Si l'adoption de la Proposition 22 permet aux plateformes de services de transport et de livraison d'être exemptées de reconnaître les chauffeurs comme des employés éligibles aux avantages et aux protections de l'emploi en Californie, la discussion ne va pas cesser, que ce soit aux Etats-Unis, en Europe, ou en France. Bien au contraire. Les travailleurs se connectant à ces plateformes sont placés de facto dans un lien de dépendance économique vis-à-vis de la plateforme, comme nous l'avons vérifié leur travail et leurs revenus étant tributaires de l’activité et des décisions prises par le système automatisé. Ainsi les obligations imposées par les plateformes de services comme Uber constitue in fine un ensemble d'éléments qui converge ver le lien de subordination juridique, critère déterminant pour faire apparaître une relation de travail relevant du salariat. Les plateformes, et on peut naturellement le comprendre, redoutent une remise en question des fondements de leur business modèle. Des travailleurs appréhendent aussi cela comme une menace de leur activité ; élément principal qui a dû motiver les électeurs à soutenir les plateformes. Mais ceci étant dit, nous pensons que les sociétés, les pouvoirs publics, les institutions ont un devoir de se questionner sans redouter la confrontation des idées, fusse-t-elle âpre. La technologie, si elle peut être une opportunité pour beaucoup dans de nombreux domaines, peut être également une contrainte prédominante, un frein à la vie professionnelle, à la dignité individuelle, à la sécurité des personnes et des Etats. C'est pourquoi, plus que jamais le débat public doit soulever plusieurs questions : Avec quels objectifs sont créés les codes ? Quels sont les critères retenus par les plateformes ? Quelles sont les motivations qui inspire l'écriture des codes ? Quelles sont les incitations recherchées ? Quels en sont leurs limitations ?...
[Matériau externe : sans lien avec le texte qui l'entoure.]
// Table-level constraint clauses

use sqlparser::tokenizer::Token;
use tracing::debug;

use crate::ast::{Constraint, Dialect, ReferentialAction};
use crate::error::ParseError;

use super::scanner::{identifier, is_word_ci, render, split_top_level, TokenCursor};

/// Words that open a table-level clause in every dialect
const CLAUSE_KEYWORDS: &[&str] = &["CONSTRAINT", "PRIMARY", "UNIQUE", "FOREIGN", "CHECK"];

/// Words that follow an index opener, before or after its name
const INDEX_BODY_WORDS: &[&str] = &["KEY", "INDEX", "USING", "CLUSTERED", "NONCLUSTERED"];

/// Index clause openers per dialect. Outside these dialects the words are
/// ordinary column names.
fn index_openers(dialect: Dialect) -> &'static [&'static str] {
    match dialect {
        Dialect::MySQL | Dialect::MariaDB => &["KEY", "INDEX", "FULLTEXT", "SPATIAL"],
        Dialect::SQLServer => &["INDEX"],
        Dialect::PostgreSQL => &["EXCLUDE"],
        Dialect::SQLite => &[],
    }
}

/// A parsed table-level clause
#[derive(Debug, Clone, PartialEq)]
pub enum TableClause {
    PrimaryKey(Vec<String>),
    Constraint(Constraint),
    /// Recognized but not carried into the model (full-text indexes etc.)
    Ignored(String),
}

/// True when the clause is a table-level constraint or index rather than a
/// column. `KEY`, `INDEX` and the like only count where `dialect` uses them
/// that way, and only when an index body follows.
pub(crate) fn is_table_clause(clause: &[Token], dialect: Dialect) -> bool {
    let Some((first, rest)) = clause.split_first() else {
        return false;
    };
    if CLAUSE_KEYWORDS.iter().any(|k| is_word_ci(first, k)) {
        return true;
    }
    // PostgreSQL EXCLUDE takes no name
    let named = dialect != Dialect::PostgreSQL;
    index_openers(dialect).iter().any(|k| is_word_ci(first, k)) && opens_index_body(rest, named)
}

/// `(` or an index word next, or with `named`, an index name before either
fn opens_index_body(rest: &[Token], named: bool) -> bool {
    let opens = |t: &Token| *t == Token::LParen || INDEX_BODY_WORDS.iter().any(|k| is_word_ci(t, k));
    match rest {
        [next, ..] if opens(next) => true,
        [name, next, ..] if named => identifier(name).is_some() && opens(next),
        _ => false,
    }
}

/// Parse a clause already known to be table-level.
pub(crate) fn parse_table_clause(clause: &[Token]) -> Result<TableClause, ParseError> {
    let location = render(clause);
    let mut cursor = TokenCursor::new(clause);

    let name = if cursor.expect_word_ci("CONSTRAINT") {
        let name = cursor
            .parse_identifier()
            .ok_or_else(|| ParseError::with_location("Expected constraint name", &location))?;
        Some(name)
    } else {
        None
    };

    if cursor.expect_words_ci(&["PRIMARY", "KEY"]) {
        skip_index_modifiers(&mut cursor);
        let columns = parse_column_list(&mut cursor, &location)?;
        return Ok(TableClause::PrimaryKey(columns));
    }

    if cursor.expect_word_ci("UNIQUE") {
        let _ = cursor.expect_any_word_ci(&["KEY", "INDEX"]);
        skip_index_modifiers(&mut cursor);
        let index_name = optional_index_name(&mut cursor);
        let columns = parse_column_list(&mut cursor, &location)?;
        return Ok(TableClause::Constraint(Constraint::Unique {
            name: name.or(index_name),
            columns,
        }));
    }

    if cursor.expect_words_ci(&["FOREIGN", "KEY"]) {
        let index_name = optional_index_name(&mut cursor);
        let columns = parse_column_list(&mut cursor, &location)?;
        let fk = parse_references(&mut cursor, name.or(index_name), columns, &location)?;
        return Ok(TableClause::Constraint(fk));
    }

    if cursor.expect_word_ci("CHECK") {
        let expression = parse_check_body(&mut cursor, &location)?;
        return Ok(TableClause::Constraint(Constraint::Check { name, expression }));
    }

    if name.is_none() && cursor.expect_any_word_ci(&["KEY", "INDEX"]).is_some() {
        let index_name = optional_index_name(&mut cursor);
        skip_index_modifiers(&mut cursor);
        let columns = parse_column_list(&mut cursor, &location)?;
        let name = index_name.unwrap_or_else(|| format!("idx_{}", columns.join("_")));
        return Ok(TableClause::Constraint(Constraint::Index { name, columns }));
    }

    if name.is_none()
        && cursor
            .expect_any_word_ci(&["FULLTEXT", "SPATIAL", "EXCLUDE"])
            .is_some()
    {
        debug!(clause = %location, "dropping index clause with no portable equivalent");
        return Ok(TableClause::Ignored(location));
    }

    Err(ParseError::with_location(
        "Unsupported table constraint",
        location,
    ))
}

/// Parse `REFERENCES tbl (cols) [ON DELETE ..] [ON UPDATE ..]` into a
/// foreign key over `columns`.
pub(crate) fn parse_references(
    cursor: &mut TokenCursor<'_>,
    name: Option<String>,
    columns: Vec<String>,
    location: &str,
) -> Result<Constraint, ParseError> {
    if !cursor.expect_word_ci("REFERENCES") {
        return Err(ParseError::with_location("Expected REFERENCES", location));
    }
    let ref_table = cursor
        .parse_qualified_name()
        .ok_or_else(|| ParseError::with_location("Expected referenced table", location))?;
    let ref_columns = if cursor.check_token(&Token::LParen) {
        parse_column_list(cursor, location)?
    } else {
        Vec::new()
    };

    let mut on_delete = None;
    let mut on_update = None;
    loop {
        if cursor.expect_words_ci(&["ON", "DELETE"]) {
            on_delete = Some(parse_action(cursor, location)?);
        } else if cursor.expect_words_ci(&["ON", "UPDATE"]) {
            on_update = Some(parse_action(cursor, location)?);
        } else if cursor.expect_word_ci("MATCH") {
            cursor.advance();
        } else if cursor.expect_words_ci(&["NOT", "DEFERRABLE"])
            || cursor.expect_word_ci("DEFERRABLE")
            || cursor.expect_words_ci(&["INITIALLY", "DEFERRED"])
            || cursor.expect_words_ci(&["INITIALLY", "IMMEDIATE"])
            || cursor.expect_words_ci(&["NOT", "FOR", "REPLICATION"])
        {
            // deferral and replication options are not carried
        } else {
            break;
        }
    }

    Ok(Constraint::ForeignKey {
        name,
        columns,
        ref_table,
        ref_columns,
        on_delete,
        on_update,
    })
}

fn parse_action(
    cursor: &mut TokenCursor<'_>,
    location: &str,
) -> Result<ReferentialAction, ParseError> {
    if cursor.expect_word_ci("CASCADE") {
        Ok(ReferentialAction::Cascade)
    } else if cursor.expect_words_ci(&["SET", "NULL"]) {
        Ok(ReferentialAction::SetNull)
    } else if cursor.expect_words_ci(&["SET", "DEFAULT"]) {
        Ok(ReferentialAction::SetDefault)
    } else if cursor.expect_word_ci("RESTRICT") {
        Ok(ReferentialAction::Restrict)
    } else if cursor.expect_words_ci(&["NO", "ACTION"]) {
        Ok(ReferentialAction::NoAction)
    } else {
        Err(ParseError::with_location(
            "Unknown referential action",
            location,
        ))
    }
}

/// Body of `CHECK ( expr )`, rendered back to text
pub(crate) fn parse_check_body(
    cursor: &mut TokenCursor<'_>,
    location: &str,
) -> Result<String, ParseError> {
    let inner = cursor
        .consume_parenthesized()
        .ok_or_else(|| ParseError::with_location("Expected '(' after CHECK", location))?;
    if inner.is_empty() {
        return Err(ParseError::with_location("Empty CHECK expression", location));
    }
    Ok(render(inner))
}

/// `(a, b(10) DESC, c)`: identifiers only, prefix lengths and sort order dropped
fn parse_column_list(
    cursor: &mut TokenCursor<'_>,
    location: &str,
) -> Result<Vec<String>, ParseError> {
    let inner = cursor
        .consume_parenthesized()
        .ok_or_else(|| ParseError::with_location("Expected column list", location))?;
    if inner.is_empty() {
        return Err(ParseError::with_location("Empty column list", location));
    }
    split_top_level(inner)?
        .into_iter()
        .map(|part| {
            part.first()
                .and_then(identifier)
                .ok_or_else(|| ParseError::with_location("Expected column name", render(part)))
        })
        .collect()
}

fn optional_index_name(cursor: &mut TokenCursor<'_>) -> Option<String> {
    if cursor.check_token(&Token::LParen)
        || ["USING", "CLUSTERED", "NONCLUSTERED"].iter().any(|k| cursor.check_word_ci(k))
    {
        None
    } else {
        let name = cursor.parse_identifier();
        // MySQL `USING BTREE` may follow the name
        if cursor.expect_word_ci("USING") {
            cursor.advance();
        }
        name
    }
}

fn skip_index_modifiers(cursor: &mut TokenCursor<'_>) {
    while cursor
        .expect_any_word_ci(&["CLUSTERED", "NONCLUSTERED"])
        .is_some()
    {}
    if cursor.expect_word_ci("USING") {
        cursor.advance();
    }
}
Si le discours laudateur de l'"ubérisation", souvent exagéré et naïf, voire cynique, qui considère que les plateformes de services ont permis d'accompagner dans leur projet des personnes privées d'emploi, ou répondent au souhait de liberté des jeunes générations, qui bouderaient le salariat, nous nous permettons toutefois de douter fortement et de voir s'établir une "ubérisation" plus autoritaire. Les organisations internationales disent étudier les principes juridiques visant l'intelligence artificielle pour respecter l'effectivité des droits de l'homme.
Nous avons la volonté de souligner qu'aucune une société qui prône le principe même de démocratie, attachée à la déclaration de Philadelphie ne peut se dédouaner de protéger les droits fondamentaux qui permettent d'assurer la protection des travailleurs. Des hommes et des femmes jugés par les firmes et par certains de nous comme libres et indépendants, mais qui face aux machines, au sytème de gestion algorithmique, sont en réalité très seuls et vulnérables socialement, a fortiori face à des intelligences artificielles avancées et programmés pour servir un modèle financiarisé fondé sur une croissance forte et de court terme.